Last, there are the two tracks producer Patrick Liotard contributed: “Final Outcome” begins in an atmospheric way. The Metal falls in with a bang. Melody is key, but so is the firmness of it all. However, in the light of the dark mood of this album, the music is also emotional, a little more than the other songs. Especially Jo’s vocal input is testimony to this. The chorus is relies more on feel and melody than heaviness. The bonus track, “Afterlife”, is one I liked very much, to be honest. It’s of course symphonic, but fast and übercatchy! It’s got groovy Metal, almost Nu-Metal (no, that’s not what I like about it), very modern in rhythm. Hence being a bonus track, as it differs significantly from the other tracks. The chorus is melodic, of course, and reminded me of the German band BRAINSTORM. It’s something else, but nice to hear NIGHTMARE like this. Even if I prefer their regular material. Truth be told, this style is too modern for them, too American somehow.

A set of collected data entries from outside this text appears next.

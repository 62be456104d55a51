/// Define an [`Adapter`](crate::map::Adapter) for a record type that embeds a
/// node in one of its fields.
///
/// The comparators may be paths to functions or non-capturing closures.
///
/// ```
/// use core::cmp::Ordering;
/// use rbnest::{compact::CompactNode, rb_map, Adapter};
///
/// pub struct Page {
///     pub addr: usize,
///     pub link: CompactNode,
/// }
///
/// rb_map! {
///     /// Pages ordered by address
///     pub struct ByAddr for Page {
///         key: usize,
///         node: CompactNode = link,
///         cmp_key: |addr, page| addr.cmp(&page.addr),
///         cmp: |a, b| a.addr.cmp(&b.addr),
///     }
/// }
///
/// let page = Page { addr: 0x1000, link: CompactNode::new() };
/// assert_eq!(ByAddr::cmp_key(&0x2000, &page), Ordering::Greater);
/// ```
#[macro_export]
macro_rules! rb_map {
    (
        $(#[$meta:meta])*
        $vis:vis struct $name:ident for $record:ty {
            key: $key:ty,
            node: $link:ty = $field:ident,
            cmp_key: $cmp_key:expr,
            cmp: $cmp:expr $(,)?
        }
    ) => {
        $(#[$meta])*
        #[derive(Debug, Clone, Copy)]
        $vis struct $name;

        unsafe impl $crate::map::Adapter for $name {
            type Key = $key;
            type Record = $record;
            type Link = $link;

            #[inline]
            unsafe fn link(
                record: ::core::ptr::NonNull<$record>,
            ) -> ::core::ptr::NonNull<$link> {
                unsafe {
                    ::core::ptr::NonNull::new_unchecked(::core::ptr::addr_of_mut!(
                        (*record.as_ptr()).$field
                    ))
                }
            }

            #[inline]
            unsafe fn record(
                link: ::core::ptr::NonNull<$link>,
            ) -> ::core::ptr::NonNull<$record> {
                unsafe {
                    ::core::ptr::NonNull::new_unchecked(
                        link.as_ptr()
                            .cast::<u8>()
                            .sub(::core::mem::offset_of!($record, $field))
                            .cast::<$record>(),
                    )
                }
            }

            #[inline]
            fn cmp_key(key: &$key, record: &$record) -> ::core::cmp::Ordering {
                let cmp: fn(&$key, &$record) -> ::core::cmp::Ordering = $cmp_key;
                cmp(key, record)
            }

            #[inline]
            fn cmp_records(a: &$record, b: &$record) -> ::core::cmp::Ordering {
                let cmp: fn(&$record, &$record) -> ::core::cmp::Ordering = $cmp;
                cmp(a, b)
            }
        }
    };
}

Indeed, it took me a while to write this review, due to various reasons. But it also allowed me to discover what a great album “The Burden Of God” really is. NIGHTMARE clearly have put time and effort in creating this new epic piece of Metal. It sounds grand, catchy, fantastic and more. I also like how they implemented an 80’s touch here and there. The symphonic addition is not omni-present, luckily, but it makes the songs more alive, one way or another. The production is also very good. Could this be NIGHTMARE’s best album to date? In any case, another release for the Best Of 2012 list.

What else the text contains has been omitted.